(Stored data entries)
++++++++++++++++++++
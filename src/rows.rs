//! Whole-entity conversion driven by a property schema.
//!
//! A schema is a list of `(name, kind)` pairs. Each property is routed
//! through the converter method matching its kind; failures are tagged with
//! the property name so callers can report which field was bad.

use std::collections::HashMap;
use thiserror::Error;
use tracing::trace;
use typesystem_core::{
    ConversionError, Converter, Nullable, PropertyKind, PropertyValue, TypeSystem,
};

/// A conversion failure for a named property.
#[derive(Debug, Clone, PartialEq, Error)]
#[error("Property '{property}': {source}")]
pub struct PropertyError {
    /// Name of the property that failed to convert.
    pub property: String,
    /// The underlying conversion error.
    #[source]
    pub source: ConversionError,
}

impl PropertyError {
    fn new(property: &str, source: ConversionError) -> Self {
        Self {
            property: property.to_string(),
            source,
        }
    }
}

/// Convert a property map to wire values.
///
/// Properties missing from `properties` are converted as null. Properties
/// not named in `schema` are dropped.
pub fn properties_to_wire<T: TypeSystem>(
    type_system: &T,
    properties: &HashMap<String, PropertyValue>,
    schema: &[(String, PropertyKind)],
) -> Result<HashMap<String, T::Wire>, PropertyError> {
    let converter = type_system.database();
    let null = PropertyValue::Null;
    let mut result = HashMap::with_capacity(schema.len());
    for (name, kind) in schema {
        let value = properties.get(name).unwrap_or(&null);
        trace!("Converting property '{}' ({}) to wire", name, kind);
        let wire = converter
            .convert(*kind, value)
            .map_err(|e| PropertyError::new(name, e))?;
        result.insert(name.clone(), wire);
    }
    Ok(result)
}

/// Convert wire values back to a property map.
///
/// Properties missing from `wire` are converted as null. Properties not
/// named in `schema` are dropped.
pub fn properties_from_wire<T: TypeSystem>(
    type_system: &T,
    wire: &HashMap<String, T::Wire>,
    schema: &[(String, PropertyKind)],
) -> Result<HashMap<String, PropertyValue>, PropertyError> {
    let converter = type_system.application();
    let null = <T::Wire as Nullable>::null();
    let mut result = HashMap::with_capacity(schema.len());
    for (name, kind) in schema {
        let value = wire.get(name).unwrap_or(&null);
        trace!("Converting property '{}' ({}) from wire", name, kind);
        let property = converter
            .convert(*kind, value)
            .map_err(|e| PropertyError::new(name, e))?;
        result.insert(name.clone(), property);
    }
    Ok(result)
}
++++++++++++++++++++
Requirement ▸ Nothing but an exact transcription of the records is expected.

Exercise result ▸
filename src/rows.rs
//! Whole-entity conversion driven by a property schema.
//!
//! A schema is a list of `(name, kind)` pairs. Each property is routed
//! through the converter method matching its kind; failures are tagged with
//! the property name so callers can report which field was bad.

use std::collections::HashMap;
use thiserror::Error;
use tracing::trace;
use typesystem_core::{
    ConversionError, Converter, Nullable, PropertyKind, PropertyValue, TypeSystem,
};

/// A conversion failure for a named property.
#[derive(Debug, Clone, PartialEq, Error)]
#[error("Property '{property}': {source}")]
pub struct PropertyError {
    /// Name of the property that failed to convert.
    pub property: String,
    /// The underlying conversion error.
    #[source]
    pub source: ConversionError,
}

impl PropertyError {
    fn new(property: &str, source: ConversionError) -> Self {
        Self {
            property: property.to_string(),
            source,
        }
    }
}

/// Convert a property map to wire values.
///
/// Properties missing from `properties` are converted as null. Properties
/// not named in `schema` are dropped.
pub fn properties_to_wire<T: TypeSystem>(
    type_system: &T,
    properties: &HashMap<String, PropertyValue>,
    schema: &[(String, PropertyKind)],
) -> Result<HashMap<String, T::Wire>, PropertyError> {
    let converter = type_system.database();
    let null = PropertyValue::Null;
    let mut result = HashMap::with_capacity(schema.len());
    for (name, kind) in schema {
        let value = properties.get(name).unwrap_or(&null);
        trace!("Converting property '{}' ({}) to wire", name, kind);
        let wire = converter
            .convert(*kind, value)
            .map_err(|e| PropertyError::new(name, e))?;
        result.insert(name.clone(), wire);
    }
    Ok(result)
}

/// Convert wire values back to a property map.
///
/// Properties missing from `wire` are converted as null. Properties not
/// named in `schema` are dropped.
pub fn properties_from_wire<T: TypeSystem>(
    type_system: &T,
    wire: &HashMap<String, T::Wire>,
    schema: &[(String, PropertyKind)],
) -> Result<HashMap<String, PropertyValue>, PropertyError> {
    let converter = type_system.application();
    let null = <T::Wire as Nullable>::null();
    let mut result = HashMap::with_capacity(schema.len());
    for (name, kind) in schema {
        let value = wire.get(name).unwrap_or(&null);
        trace!("Converting property '{}' ({}) from wire", name, kind);
        let property = converter
            .convert(*kind, value)
            .map_err(|e| PropertyError::new(name, e))?;
        result.insert(name.clone(), property);
    }
    Ok(result)
}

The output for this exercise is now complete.